Mother and Child was inspired by the stone figure of the Aztec god of pleasure Xochipilli, on display in the British Museum (pic 1). Braun writes: ‘Aztec sculptures retain a unitary, cubic shape - heightened in this pose by the framing-arm position. The blocky mass is subdivided into large curving planes that subsume all unnecessary detail. Everything incidental - anatomical features, decoration, protruding parts - is eliminated or subordinated to the whole; symbolic information is conveyed through incision or low relief; chin, nose, eyes, ears, hair are carved with little depth so as not to disturb the compact outline of the mass. The heavy, hard, solid character of the block of stone is a dominant feature of these sculptures, and is heightened by the bareness of their surfaces, whether raw and textured or smooth and highly polished.’

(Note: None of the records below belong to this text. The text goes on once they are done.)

//! Monitor configuration.
//!
//! [`MonitorConfig`] collects the file locations, feed coordinates and
//! classification settings used by the CLI. It is serializable via
//! [`serde`] so it can be stored to / restored from JSON files; fields missing
//! from a file take their defaults.
//!
//! # Example
//!
//! ```rust
//! use gaitwatch_core::config::MonitorConfig;
//!
//! let cfg = MonitorConfig::default();
//! cfg.validate().expect("default config is valid");
//!
//! assert_eq!(cfg.window_size, 10);
//! assert_eq!(cfg.confidence_threshold, 0.5);
//! ```

use serde::{Deserialize, Serialize};
use std::path::{Path, PathBuf};

use crate::classifier::{ClassifierConfig, DEFAULT_CONFIDENCE_THRESHOLD};
use crate::error::ConfigError;
use crate::snapshot::SnapshotSource;

/// Complete configuration for a monitoring run.
#[derive(Debug, Clone, PartialEq, Serialize, Deserialize)]
#[serde(default)]
pub struct MonitorConfig {
    // -----------------------------------------------------------------------
    // Reference data
    // -----------------------------------------------------------------------
    /// Labeled reference table used for classification and remedies.
    /// Default: **`Gait_disorder.csv`**.
    pub reference_path: PathBuf,

    /// Table whose `Normal` rows feed the baseline envelope. Defaults to
    /// `reference_path` when unset.
    pub baseline_path: Option<PathBuf>,

    // -----------------------------------------------------------------------
    // Classification
    // -----------------------------------------------------------------------
    /// Number of most recent feed entries per assessment. Default: **10**.
    pub window_size: usize,

    /// Distance below which a nearest match is confident. Default: **0.5**.
    pub confidence_threshold: f64,

    // -----------------------------------------------------------------------
    // Telemetry feed
    // -----------------------------------------------------------------------
    /// ThingSpeak channel id. Default: **`2849370`**.
    pub channel_id: String,

    /// ThingSpeak read API key, if the channel is private.
    pub api_key: Option<String>,

    /// Base URL of the ThingSpeak API.
    pub feed_base_url: String,

    /// HTTP timeout for feed requests, in seconds. Default: **10**.
    pub request_timeout_secs: u64,

    // -----------------------------------------------------------------------
    // Output
    // -----------------------------------------------------------------------
    /// Directory receiving comparison series. Default: **`static`**.
    pub output_dir: PathBuf,
}

impl Default for MonitorConfig {
    fn default() -> Self {
        MonitorConfig {
            reference_path: PathBuf::from("Gait_disorder.csv"),
            baseline_path: None,
            window_size: 10,
            confidence_threshold: DEFAULT_CONFIDENCE_THRESHOLD,
            channel_id: "2849370".to_string(),
            api_key: None,
            feed_base_url: "https://api.thingspeak.com".to_string(),
            request_timeout_secs: 10,
            output_dir: PathBuf::from("static"),
        }
    }
}

impl MonitorConfig {
    /// Load a [`MonitorConfig`] from a JSON file at `path`.
    ///
    /// # Errors
    ///
    /// Returns [`ConfigError::FileRead`] if the file cannot be opened and
    /// [`ConfigError::InvalidValue`] if the JSON is malformed or a value is
    /// out of range.
    pub fn from_json(path: &Path) -> Result<Self, ConfigError> {
        let contents = std::fs::read_to_string(path).map_err(|source| ConfigError::FileRead {
            path: path.to_path_buf(),
            source,
        })?;
        let cfg: MonitorConfig = serde_json::from_str(&contents)
            .map_err(|e| ConfigError::invalid_value("(file)", e.to_string()))?;
        cfg.validate()?;
        Ok(cfg)
    }

    /// Serialize this configuration to pretty-printed JSON and write it to
    /// `path`, creating parent directories if necessary.
    ///
    /// # Errors
    ///
    /// Returns [`ConfigError::FileRead`] if the directory cannot be created or
    /// the file cannot be written.
    pub fn to_json(&self, path: &Path) -> Result<(), ConfigError> {
        if let Some(parent) = path.parent() {
            std::fs::create_dir_all(parent).map_err(|source| ConfigError::FileRead {
                path: parent.to_path_buf(),
                source,
            })?;
        }
        let json = serde_json::to_string_pretty(self)
            .map_err(|e| ConfigError::invalid_value("(serialization)", e.to_string()))?;
        std::fs::write(path, json).map_err(|source| ConfigError::FileRead {
            path: path.to_path_buf(),
            source,
        })?;
        Ok(())
    }

    /// Validate all fields and return an error describing the first problem
    /// found.
    ///
    /// # Errors
    ///
    /// Returns [`ConfigError::InvalidValue`] when `window_size` is zero, the
    /// threshold is not a finite positive number, or the timeout is zero.
    pub fn validate(&self) -> Result<(), ConfigError> {
        if self.window_size == 0 {
            return Err(ConfigError::invalid_value("window_size", "must be at least 1"));
        }
        if !self.confidence_threshold.is_finite() || self.confidence_threshold <= 0.0 {
            return Err(ConfigError::invalid_value(
                "confidence_threshold",
                format!("must be finite and > 0, got {}", self.confidence_threshold),
            ));
        }
        if self.request_timeout_secs == 0 {
            return Err(ConfigError::invalid_value(
                "request_timeout_secs",
                "must be at least 1",
            ));
        }
        Ok(())
    }

    /// Classifier settings.
    #[must_use]
    pub fn classifier(&self) -> ClassifierConfig {
        ClassifierConfig {
            confidence_threshold: self.confidence_threshold,
        }
    }

    /// Where reference snapshots are loaded from.
    #[must_use]
    pub fn snapshot_source(&self) -> SnapshotSource {
        SnapshotSource {
            reference_path: self.reference_path.clone(),
            baseline_path: self.baseline_path.clone(),
        }
    }
}

#[cfg(test)]
mod tests {
    use super::*;
    use tempfile::tempdir;

    #[test]
    fn default_config_is_valid() {
        MonitorConfig::default()
            .validate()
            .expect("default config should be valid");
    }

    #[test]
    fn json_round_trip() {
        let tmp = tempdir().unwrap();
        let path = tmp.path().join("nested").join("config.json");

        let mut original = MonitorConfig::default();
        original.baseline_path = Some(PathBuf::from("normal_data3.csv"));
        original.to_json(&path).expect("serialization should succeed");

        let loaded = MonitorConfig::from_json(&path).expect("deserialization should succeed");
        assert_eq!(loaded, original);
    }

    #[test]
    fn partial_file_takes_defaults() {
        let tmp = tempdir().unwrap();
        let path = tmp.path().join("config.json");
        std::fs::write(&path, r#"{"window_size": 20}"#).unwrap();

        let cfg = MonitorConfig::from_json(&path).unwrap();
        assert_eq!(cfg.window_size, 20);
        assert_eq!(cfg.reference_path, PathBuf::from("Gait_disorder.csv"));
    }

    #[test]
    fn zero_window_is_invalid() {
        let cfg = MonitorConfig {
            window_size: 0,
            ..Default::default()
        };
        assert!(cfg.validate().is_err());
    }

    #[test]
    fn non_positive_threshold_is_invalid() {
        let mut cfg = MonitorConfig::default();
        cfg.confidence_threshold = 0.0;
        assert!(cfg.validate().is_err());
        cfg.confidence_threshold = f64::NAN;
        assert!(cfg.validate().is_err());
    }

    #[test]
    fn missing_file_is_file_read_error() {
        let err = MonitorConfig::from_json(Path::new("/nonexistent/config.json")).unwrap_err();
        assert!(matches!(err, ConfigError::FileRead { .. }));
    }

    #[test]
    fn classifier_settings_follow_threshold() {
        let cfg = MonitorConfig {
            confidence_threshold: 0.8,
            ..Default::default()
        };
        assert_eq!(cfg.classifier().confidence_threshold, 0.8);
    }
}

However, ‘certain crucial elements of Moore’s sculpture deviate from this Aztec model. For one thing, the mother’s face derives not from Aztec but from Mezcala-style stone carving [from Guerrero]...’ He has adapted ‘the plastic conventions of Aztec figural sculpture, as well as certain of its expressive traits: the head turned at an angle to the major axis (subtly altering the essential symmetry), gestural hands, attached base. At the same time he ignored their native meaning, most conspicuously by transforming the image’s gender from male to female and articulating a favourite personal theme: the protective mother with her child... another alien element involves the baby figure, whose peculiar configuration and conjunction with its mother was also inspired by previously unidentified [Olmec] Pre-Columbian sources...’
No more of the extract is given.